Directions for this task> Write out, from the entries below, exactly the lines that run between the lines holding "let profile = service" and "async fn unknown_blank_and_reused_codes_fail_distinctly()", inclusive, and stop there.

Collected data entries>

——

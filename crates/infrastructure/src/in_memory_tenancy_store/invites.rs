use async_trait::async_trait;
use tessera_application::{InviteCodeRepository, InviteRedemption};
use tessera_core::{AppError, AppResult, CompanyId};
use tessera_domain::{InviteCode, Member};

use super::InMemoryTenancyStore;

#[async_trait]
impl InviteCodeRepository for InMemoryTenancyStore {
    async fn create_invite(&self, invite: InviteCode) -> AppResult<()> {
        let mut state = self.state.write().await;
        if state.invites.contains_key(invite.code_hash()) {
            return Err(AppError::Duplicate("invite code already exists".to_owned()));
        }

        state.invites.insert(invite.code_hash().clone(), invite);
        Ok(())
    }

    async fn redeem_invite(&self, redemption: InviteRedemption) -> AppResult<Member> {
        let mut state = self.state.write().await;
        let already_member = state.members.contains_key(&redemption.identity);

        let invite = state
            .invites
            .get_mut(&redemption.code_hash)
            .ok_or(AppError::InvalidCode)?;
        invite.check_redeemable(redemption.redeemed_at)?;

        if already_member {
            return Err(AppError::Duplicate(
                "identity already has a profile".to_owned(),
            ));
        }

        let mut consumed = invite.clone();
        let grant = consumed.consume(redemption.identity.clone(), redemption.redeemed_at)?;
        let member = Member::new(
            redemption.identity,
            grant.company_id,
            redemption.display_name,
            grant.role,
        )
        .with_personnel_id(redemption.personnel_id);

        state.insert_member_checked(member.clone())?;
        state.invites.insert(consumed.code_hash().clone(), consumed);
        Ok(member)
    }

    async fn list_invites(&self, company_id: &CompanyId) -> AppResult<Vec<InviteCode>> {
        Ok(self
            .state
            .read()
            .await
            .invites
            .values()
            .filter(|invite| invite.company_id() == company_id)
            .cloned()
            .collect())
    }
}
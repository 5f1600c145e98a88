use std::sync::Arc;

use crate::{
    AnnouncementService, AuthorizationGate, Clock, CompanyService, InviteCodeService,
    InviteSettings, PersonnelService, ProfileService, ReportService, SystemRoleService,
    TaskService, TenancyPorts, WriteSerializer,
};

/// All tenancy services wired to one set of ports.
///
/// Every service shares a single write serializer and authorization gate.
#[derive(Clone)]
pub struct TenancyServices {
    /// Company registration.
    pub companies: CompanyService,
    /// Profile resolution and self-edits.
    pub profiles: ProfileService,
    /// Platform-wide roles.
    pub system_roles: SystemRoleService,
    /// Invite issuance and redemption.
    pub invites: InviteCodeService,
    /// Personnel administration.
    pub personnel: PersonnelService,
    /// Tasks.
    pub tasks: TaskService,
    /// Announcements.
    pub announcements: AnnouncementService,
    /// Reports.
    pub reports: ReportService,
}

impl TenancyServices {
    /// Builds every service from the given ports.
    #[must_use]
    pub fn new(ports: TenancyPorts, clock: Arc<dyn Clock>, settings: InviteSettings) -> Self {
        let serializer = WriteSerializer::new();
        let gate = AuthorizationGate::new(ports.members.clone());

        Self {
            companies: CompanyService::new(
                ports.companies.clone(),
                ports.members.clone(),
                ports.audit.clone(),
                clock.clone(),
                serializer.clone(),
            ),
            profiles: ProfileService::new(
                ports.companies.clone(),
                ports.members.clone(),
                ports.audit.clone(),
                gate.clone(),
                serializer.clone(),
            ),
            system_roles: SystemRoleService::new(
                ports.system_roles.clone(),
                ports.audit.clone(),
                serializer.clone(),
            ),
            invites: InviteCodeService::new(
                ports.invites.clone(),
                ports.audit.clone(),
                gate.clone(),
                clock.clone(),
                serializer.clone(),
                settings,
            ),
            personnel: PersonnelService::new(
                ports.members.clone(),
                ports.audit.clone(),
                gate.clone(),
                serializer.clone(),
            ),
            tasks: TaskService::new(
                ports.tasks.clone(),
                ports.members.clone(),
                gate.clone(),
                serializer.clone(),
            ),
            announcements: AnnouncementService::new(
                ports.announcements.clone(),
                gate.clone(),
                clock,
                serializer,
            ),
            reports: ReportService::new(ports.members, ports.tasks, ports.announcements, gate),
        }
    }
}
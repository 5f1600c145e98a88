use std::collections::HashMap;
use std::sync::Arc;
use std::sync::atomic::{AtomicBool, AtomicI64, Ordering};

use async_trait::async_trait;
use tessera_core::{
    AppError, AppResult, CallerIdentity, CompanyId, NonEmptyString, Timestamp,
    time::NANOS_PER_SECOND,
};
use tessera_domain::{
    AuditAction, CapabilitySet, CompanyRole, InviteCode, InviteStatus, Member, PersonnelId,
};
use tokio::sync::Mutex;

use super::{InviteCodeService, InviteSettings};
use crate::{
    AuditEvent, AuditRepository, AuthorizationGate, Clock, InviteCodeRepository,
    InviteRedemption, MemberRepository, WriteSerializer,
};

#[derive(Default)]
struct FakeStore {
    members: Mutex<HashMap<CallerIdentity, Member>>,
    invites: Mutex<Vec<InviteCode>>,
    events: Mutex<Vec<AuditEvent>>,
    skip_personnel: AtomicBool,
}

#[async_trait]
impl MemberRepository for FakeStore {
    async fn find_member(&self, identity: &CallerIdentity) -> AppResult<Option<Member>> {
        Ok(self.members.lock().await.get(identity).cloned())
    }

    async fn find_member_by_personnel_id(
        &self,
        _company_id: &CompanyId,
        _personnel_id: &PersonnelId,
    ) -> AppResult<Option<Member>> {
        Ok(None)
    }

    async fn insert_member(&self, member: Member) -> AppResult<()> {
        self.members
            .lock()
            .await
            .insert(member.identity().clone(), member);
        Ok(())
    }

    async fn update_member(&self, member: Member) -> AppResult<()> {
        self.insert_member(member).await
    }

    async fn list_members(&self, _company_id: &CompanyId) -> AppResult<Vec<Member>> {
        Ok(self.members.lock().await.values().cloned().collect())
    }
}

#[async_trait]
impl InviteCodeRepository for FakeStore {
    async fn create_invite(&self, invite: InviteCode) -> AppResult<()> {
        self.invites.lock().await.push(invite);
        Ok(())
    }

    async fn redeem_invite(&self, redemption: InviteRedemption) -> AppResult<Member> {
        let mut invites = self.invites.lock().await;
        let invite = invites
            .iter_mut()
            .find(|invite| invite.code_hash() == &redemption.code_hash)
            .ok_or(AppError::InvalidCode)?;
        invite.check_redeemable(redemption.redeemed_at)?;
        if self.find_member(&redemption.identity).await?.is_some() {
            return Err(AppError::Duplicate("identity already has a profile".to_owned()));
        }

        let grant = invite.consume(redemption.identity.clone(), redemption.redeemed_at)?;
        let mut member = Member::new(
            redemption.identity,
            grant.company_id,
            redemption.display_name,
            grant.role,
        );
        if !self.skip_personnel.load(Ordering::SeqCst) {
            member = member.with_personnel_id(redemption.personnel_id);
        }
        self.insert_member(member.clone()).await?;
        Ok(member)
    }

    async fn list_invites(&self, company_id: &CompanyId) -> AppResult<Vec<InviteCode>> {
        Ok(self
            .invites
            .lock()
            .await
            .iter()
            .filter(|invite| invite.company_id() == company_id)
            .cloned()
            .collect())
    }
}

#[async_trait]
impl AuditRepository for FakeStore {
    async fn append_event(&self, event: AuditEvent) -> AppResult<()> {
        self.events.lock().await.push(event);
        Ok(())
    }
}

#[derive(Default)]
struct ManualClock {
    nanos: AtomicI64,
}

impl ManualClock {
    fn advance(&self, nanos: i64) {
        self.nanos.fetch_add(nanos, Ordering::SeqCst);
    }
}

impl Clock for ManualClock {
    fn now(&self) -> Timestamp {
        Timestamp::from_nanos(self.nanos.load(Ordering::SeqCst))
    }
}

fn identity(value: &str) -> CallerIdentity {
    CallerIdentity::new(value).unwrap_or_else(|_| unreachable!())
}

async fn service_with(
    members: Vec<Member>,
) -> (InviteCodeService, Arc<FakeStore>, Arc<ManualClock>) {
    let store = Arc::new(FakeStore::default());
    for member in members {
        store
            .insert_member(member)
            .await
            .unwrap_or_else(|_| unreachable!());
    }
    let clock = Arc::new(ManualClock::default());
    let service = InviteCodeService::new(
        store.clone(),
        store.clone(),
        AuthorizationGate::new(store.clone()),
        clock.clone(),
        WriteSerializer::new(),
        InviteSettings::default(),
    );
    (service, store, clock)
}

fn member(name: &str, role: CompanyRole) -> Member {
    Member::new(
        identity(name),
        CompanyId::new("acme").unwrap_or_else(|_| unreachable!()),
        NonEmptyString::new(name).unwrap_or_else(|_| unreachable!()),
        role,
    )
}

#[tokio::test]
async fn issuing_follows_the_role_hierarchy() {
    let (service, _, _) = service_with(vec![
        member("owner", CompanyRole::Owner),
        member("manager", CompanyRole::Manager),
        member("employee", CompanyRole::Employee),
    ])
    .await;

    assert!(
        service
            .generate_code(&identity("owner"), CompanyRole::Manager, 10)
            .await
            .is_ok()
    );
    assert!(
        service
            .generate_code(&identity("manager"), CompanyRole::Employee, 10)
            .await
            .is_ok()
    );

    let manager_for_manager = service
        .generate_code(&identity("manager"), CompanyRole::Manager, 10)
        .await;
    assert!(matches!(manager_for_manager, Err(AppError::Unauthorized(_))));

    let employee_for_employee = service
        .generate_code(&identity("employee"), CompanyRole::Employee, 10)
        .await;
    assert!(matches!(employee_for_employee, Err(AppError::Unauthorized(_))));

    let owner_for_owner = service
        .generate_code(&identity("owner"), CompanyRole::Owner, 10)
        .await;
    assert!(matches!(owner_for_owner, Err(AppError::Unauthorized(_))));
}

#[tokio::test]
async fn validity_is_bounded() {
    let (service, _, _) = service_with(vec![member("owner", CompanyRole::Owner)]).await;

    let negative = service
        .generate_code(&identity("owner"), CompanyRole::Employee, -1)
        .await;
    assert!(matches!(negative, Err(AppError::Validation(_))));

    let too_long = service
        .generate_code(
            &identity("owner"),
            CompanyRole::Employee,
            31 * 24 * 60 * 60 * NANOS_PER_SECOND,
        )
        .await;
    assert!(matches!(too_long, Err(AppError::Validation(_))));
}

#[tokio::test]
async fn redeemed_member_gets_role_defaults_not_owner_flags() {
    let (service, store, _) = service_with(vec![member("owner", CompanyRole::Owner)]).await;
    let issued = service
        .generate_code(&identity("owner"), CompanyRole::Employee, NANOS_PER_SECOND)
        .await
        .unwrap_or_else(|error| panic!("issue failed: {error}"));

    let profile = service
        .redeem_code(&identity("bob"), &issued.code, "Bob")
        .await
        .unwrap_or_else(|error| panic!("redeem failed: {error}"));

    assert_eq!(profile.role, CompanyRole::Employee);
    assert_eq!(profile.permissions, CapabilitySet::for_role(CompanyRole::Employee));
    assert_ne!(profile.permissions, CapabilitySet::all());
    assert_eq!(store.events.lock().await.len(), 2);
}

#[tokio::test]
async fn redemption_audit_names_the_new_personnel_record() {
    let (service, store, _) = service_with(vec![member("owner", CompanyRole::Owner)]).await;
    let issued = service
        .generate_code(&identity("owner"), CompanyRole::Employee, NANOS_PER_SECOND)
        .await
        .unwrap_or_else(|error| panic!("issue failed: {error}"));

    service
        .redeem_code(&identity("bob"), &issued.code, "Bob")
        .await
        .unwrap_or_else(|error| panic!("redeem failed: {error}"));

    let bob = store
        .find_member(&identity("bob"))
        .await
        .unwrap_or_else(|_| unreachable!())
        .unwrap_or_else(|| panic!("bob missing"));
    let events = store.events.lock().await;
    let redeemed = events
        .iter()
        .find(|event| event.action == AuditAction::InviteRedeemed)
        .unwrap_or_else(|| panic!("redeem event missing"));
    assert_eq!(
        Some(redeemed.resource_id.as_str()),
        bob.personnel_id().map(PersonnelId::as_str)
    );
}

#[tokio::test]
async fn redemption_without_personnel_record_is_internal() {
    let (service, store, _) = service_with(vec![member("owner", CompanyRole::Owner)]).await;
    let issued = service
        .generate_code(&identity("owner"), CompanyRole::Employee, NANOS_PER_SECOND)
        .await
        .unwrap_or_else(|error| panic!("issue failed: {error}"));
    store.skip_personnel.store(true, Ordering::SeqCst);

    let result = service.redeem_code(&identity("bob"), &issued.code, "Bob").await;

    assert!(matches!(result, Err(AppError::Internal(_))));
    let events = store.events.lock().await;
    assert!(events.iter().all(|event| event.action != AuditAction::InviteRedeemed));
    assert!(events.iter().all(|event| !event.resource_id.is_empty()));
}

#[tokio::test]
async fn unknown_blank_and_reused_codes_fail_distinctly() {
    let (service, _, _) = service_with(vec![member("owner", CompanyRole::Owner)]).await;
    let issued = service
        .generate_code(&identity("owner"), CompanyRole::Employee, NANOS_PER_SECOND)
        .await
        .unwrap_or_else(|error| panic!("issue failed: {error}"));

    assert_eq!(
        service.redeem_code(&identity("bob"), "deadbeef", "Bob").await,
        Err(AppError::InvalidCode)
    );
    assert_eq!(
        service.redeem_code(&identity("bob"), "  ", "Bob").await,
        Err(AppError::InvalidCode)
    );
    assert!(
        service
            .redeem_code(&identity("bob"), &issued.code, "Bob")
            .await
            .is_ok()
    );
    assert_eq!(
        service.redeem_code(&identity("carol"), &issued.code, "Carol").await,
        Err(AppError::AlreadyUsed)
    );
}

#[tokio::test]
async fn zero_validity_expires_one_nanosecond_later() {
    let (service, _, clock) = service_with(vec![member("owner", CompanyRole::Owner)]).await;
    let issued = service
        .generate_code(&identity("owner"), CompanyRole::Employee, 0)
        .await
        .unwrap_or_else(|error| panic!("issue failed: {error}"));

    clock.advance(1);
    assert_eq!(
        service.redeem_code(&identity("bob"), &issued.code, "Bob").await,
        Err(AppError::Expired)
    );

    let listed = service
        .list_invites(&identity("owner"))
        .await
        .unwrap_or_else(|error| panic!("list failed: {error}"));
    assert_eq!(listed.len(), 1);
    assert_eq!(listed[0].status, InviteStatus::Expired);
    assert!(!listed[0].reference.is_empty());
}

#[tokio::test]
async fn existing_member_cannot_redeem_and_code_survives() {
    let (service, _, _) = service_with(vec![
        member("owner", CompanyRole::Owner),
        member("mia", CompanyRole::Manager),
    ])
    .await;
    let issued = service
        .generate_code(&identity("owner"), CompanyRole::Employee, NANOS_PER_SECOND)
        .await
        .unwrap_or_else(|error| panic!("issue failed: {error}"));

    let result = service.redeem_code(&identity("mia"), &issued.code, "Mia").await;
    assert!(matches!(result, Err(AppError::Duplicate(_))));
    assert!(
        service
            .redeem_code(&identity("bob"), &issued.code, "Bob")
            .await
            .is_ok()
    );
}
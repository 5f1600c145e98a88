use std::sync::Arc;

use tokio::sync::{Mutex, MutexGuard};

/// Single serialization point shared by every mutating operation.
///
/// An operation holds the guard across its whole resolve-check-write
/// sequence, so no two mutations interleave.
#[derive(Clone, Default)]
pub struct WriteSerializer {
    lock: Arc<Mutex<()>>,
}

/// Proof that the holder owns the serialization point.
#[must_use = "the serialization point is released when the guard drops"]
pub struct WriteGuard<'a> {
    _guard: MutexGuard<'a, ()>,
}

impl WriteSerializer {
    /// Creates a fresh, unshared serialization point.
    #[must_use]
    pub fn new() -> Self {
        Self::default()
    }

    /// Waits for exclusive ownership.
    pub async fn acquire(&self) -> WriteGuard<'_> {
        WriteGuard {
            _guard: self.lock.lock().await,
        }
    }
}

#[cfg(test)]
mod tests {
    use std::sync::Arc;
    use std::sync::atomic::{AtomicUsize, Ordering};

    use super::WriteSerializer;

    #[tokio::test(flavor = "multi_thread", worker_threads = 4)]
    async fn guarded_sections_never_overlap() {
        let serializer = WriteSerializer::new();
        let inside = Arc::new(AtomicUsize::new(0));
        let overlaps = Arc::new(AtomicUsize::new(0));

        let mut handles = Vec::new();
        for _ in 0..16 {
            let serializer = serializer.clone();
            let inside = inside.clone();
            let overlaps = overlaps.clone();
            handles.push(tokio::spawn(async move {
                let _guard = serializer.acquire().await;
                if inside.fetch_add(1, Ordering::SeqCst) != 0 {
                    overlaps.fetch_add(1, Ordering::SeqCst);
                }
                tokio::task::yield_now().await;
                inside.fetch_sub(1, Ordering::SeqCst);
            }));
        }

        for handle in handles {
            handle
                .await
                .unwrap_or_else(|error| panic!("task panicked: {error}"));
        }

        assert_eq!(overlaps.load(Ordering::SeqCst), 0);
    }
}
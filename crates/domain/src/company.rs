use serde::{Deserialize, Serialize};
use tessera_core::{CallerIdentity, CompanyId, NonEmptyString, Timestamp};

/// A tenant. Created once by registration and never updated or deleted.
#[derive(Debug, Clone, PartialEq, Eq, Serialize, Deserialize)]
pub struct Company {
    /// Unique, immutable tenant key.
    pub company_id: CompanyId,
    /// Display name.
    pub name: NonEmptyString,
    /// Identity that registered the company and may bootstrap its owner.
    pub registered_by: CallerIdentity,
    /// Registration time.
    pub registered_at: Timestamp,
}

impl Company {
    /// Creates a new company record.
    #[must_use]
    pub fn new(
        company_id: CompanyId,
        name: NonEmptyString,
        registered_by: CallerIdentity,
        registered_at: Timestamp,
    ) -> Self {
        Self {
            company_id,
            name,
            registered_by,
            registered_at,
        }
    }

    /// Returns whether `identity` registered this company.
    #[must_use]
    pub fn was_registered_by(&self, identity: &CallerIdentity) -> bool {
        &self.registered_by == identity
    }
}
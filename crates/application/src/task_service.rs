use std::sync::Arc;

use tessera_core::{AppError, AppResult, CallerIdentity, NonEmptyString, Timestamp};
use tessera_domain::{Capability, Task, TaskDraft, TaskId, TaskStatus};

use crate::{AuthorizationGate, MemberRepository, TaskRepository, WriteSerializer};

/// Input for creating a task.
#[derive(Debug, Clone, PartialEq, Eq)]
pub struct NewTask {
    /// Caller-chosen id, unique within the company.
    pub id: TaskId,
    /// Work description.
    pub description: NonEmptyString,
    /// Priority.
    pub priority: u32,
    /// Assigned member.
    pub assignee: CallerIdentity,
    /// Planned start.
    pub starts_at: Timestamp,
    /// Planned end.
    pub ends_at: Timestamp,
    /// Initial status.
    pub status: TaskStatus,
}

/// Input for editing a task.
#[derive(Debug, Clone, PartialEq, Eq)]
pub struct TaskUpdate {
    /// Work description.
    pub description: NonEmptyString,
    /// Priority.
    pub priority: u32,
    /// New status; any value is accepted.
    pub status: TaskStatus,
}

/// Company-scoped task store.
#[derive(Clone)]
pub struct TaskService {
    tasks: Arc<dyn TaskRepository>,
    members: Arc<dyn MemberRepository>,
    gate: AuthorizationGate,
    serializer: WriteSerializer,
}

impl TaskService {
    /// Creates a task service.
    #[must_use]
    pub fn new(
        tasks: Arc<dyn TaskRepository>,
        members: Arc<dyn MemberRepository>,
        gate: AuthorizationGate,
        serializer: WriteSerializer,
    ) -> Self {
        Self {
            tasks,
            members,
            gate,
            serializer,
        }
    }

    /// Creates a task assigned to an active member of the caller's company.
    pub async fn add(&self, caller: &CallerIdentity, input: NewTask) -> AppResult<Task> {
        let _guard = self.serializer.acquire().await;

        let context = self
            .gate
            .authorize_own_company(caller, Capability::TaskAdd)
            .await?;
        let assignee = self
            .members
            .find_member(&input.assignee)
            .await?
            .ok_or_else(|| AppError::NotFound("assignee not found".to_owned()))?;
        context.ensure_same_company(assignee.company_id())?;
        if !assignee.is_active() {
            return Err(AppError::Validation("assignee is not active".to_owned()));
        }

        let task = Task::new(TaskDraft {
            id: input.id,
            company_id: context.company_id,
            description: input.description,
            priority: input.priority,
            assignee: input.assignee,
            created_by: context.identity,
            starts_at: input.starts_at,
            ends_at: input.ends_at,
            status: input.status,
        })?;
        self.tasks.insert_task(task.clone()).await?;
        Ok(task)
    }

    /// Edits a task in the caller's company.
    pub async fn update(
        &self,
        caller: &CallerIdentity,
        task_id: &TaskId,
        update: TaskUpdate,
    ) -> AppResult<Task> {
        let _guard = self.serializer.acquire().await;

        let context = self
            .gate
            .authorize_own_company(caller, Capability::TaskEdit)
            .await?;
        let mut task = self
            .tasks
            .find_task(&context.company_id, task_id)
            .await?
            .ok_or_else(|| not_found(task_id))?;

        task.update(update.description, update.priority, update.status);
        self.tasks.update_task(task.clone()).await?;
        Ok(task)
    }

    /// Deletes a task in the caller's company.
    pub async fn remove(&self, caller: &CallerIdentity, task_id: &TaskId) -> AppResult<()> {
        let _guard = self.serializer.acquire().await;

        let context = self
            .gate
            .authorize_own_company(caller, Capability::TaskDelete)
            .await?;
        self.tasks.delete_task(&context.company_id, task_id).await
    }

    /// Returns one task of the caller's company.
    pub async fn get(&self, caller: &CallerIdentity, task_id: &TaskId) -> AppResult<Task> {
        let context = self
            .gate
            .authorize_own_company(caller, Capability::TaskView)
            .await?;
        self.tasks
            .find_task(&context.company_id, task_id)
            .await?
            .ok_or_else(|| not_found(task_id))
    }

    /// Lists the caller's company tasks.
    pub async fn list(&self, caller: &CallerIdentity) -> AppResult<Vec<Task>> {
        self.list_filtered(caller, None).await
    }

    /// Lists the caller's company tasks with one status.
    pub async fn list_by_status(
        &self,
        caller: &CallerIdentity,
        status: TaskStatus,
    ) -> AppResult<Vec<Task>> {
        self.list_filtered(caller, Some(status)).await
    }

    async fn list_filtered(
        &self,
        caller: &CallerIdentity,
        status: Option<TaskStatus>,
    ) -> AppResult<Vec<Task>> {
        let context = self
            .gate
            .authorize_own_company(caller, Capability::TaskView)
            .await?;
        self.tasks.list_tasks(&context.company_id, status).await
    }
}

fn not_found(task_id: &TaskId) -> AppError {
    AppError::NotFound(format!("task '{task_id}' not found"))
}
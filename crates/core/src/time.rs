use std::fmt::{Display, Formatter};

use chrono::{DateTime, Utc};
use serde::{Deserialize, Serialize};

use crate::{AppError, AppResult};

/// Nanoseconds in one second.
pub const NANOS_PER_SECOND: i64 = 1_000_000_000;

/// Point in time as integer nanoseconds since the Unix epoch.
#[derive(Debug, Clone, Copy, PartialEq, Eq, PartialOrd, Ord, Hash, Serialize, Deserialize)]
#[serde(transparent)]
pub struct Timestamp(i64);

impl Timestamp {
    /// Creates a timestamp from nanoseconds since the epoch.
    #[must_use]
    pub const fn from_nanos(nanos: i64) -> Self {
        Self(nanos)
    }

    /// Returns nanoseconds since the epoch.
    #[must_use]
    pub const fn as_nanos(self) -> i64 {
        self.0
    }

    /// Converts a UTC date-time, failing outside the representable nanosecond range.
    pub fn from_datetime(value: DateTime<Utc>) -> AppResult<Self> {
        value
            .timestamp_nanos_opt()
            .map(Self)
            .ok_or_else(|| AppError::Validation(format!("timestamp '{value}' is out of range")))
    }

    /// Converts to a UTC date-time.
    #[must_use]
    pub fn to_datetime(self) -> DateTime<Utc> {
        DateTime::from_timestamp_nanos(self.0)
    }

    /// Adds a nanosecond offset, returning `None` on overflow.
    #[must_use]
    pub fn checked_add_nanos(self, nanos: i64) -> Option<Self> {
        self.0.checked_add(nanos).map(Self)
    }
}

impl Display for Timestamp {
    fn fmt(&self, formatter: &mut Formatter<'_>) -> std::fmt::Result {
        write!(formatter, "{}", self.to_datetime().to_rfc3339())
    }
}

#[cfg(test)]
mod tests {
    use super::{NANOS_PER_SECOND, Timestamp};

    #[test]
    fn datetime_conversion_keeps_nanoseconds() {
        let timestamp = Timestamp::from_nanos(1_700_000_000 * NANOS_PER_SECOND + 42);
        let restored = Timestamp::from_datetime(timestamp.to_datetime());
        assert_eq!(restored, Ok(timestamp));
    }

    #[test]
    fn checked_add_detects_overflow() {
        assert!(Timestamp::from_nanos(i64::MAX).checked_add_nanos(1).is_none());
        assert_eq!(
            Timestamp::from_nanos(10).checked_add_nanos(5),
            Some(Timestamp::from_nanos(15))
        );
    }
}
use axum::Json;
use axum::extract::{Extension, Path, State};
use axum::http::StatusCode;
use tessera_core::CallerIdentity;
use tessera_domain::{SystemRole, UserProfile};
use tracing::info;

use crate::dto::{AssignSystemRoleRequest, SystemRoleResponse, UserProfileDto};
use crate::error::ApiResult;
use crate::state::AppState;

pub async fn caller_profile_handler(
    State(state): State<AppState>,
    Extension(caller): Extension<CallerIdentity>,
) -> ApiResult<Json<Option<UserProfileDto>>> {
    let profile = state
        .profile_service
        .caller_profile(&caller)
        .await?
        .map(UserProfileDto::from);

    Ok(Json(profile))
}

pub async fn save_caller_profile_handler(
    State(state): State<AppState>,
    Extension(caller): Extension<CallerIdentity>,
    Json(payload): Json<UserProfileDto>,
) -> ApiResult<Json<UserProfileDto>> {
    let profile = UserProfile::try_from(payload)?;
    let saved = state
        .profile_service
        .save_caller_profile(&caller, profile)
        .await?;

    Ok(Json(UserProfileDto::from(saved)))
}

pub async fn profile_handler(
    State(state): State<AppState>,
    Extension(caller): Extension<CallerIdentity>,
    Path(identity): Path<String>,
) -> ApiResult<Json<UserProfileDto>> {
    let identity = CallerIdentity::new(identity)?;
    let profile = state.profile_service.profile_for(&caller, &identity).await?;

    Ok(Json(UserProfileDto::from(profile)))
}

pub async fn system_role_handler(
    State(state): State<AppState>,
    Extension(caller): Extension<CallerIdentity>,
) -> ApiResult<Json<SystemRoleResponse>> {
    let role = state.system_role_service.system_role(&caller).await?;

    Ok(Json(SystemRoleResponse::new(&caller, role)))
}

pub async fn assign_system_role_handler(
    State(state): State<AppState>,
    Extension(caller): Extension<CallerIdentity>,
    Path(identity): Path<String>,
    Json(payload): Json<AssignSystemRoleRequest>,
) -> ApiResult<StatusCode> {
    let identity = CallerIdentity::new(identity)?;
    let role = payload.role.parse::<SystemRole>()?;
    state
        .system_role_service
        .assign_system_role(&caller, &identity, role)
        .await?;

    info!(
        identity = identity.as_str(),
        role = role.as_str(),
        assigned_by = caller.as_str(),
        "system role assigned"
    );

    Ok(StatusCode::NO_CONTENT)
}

——

Expected output>
    let profile = service
        .redeem_code(&identity("bob"), &issued.code, "Bob")
        .await
        .unwrap_or_else(|error| panic!("redeem failed: {error}"));

    assert_eq!(profile.role, CompanyRole::Employee);
    assert_eq!(profile.permissions, CapabilitySet::for_role(CompanyRole::Employee));
    assert_ne!(profile.permissions, CapabilitySet::all());
    assert_eq!(store.events.lock().await.len(), 2);
}

#[tokio::test]
async fn redemption_audit_names_the_new_personnel_record() {
    let (service, store, _) = service_with(vec![member("owner", CompanyRole::Owner)]).await;
    let issued = service
        .generate_code(&identity("owner"), CompanyRole::Employee, NANOS_PER_SECOND)
        .await
        .unwrap_or_else(|error| panic!("issue failed: {error}"));

    service
        .redeem_code(&identity("bob"), &issued.code, "Bob")
        .await
        .unwrap_or_else(|error| panic!("redeem failed: {error}"));

    let bob = store
        .find_member(&identity("bob"))
        .await
        .unwrap_or_else(|_| unreachable!())
        .unwrap_or_else(|| panic!("bob missing"));
    let events = store.events.lock().await;
    let redeemed = events
        .iter()
        .find(|event| event.action == AuditAction::InviteRedeemed)
        .unwrap_or_else(|| panic!("redeem event missing"));
    assert_eq!(
        Some(redeemed.resource_id.as_str()),
        bob.personnel_id().map(PersonnelId::as_str)
    );
}

#[tokio::test]
async fn redemption_without_personnel_record_is_internal() {
    let (service, store, _) = service_with(vec![member("owner", CompanyRole::Owner)]).await;
    let issued = service
        .generate_code(&identity("owner"), CompanyRole::Employee, NANOS_PER_SECOND)
        .await
        .unwrap_or_else(|error| panic!("issue failed: {error}"));
    store.skip_personnel.store(true, Ordering::SeqCst);

    let result = service.redeem_code(&identity("bob"), &issued.code, "Bob").await;

    assert!(matches!(result, Err(AppError::Internal(_))));
    let events = store.events.lock().await;
    assert!(events.iter().all(|event| event.action != AuditAction::InviteRedeemed));
    assert!(events.iter().all(|event| !event.resource_id.is_empty()));
}

#[tokio::test]
async fn unknown_blank_and_reused_codes_fail_distinctly() {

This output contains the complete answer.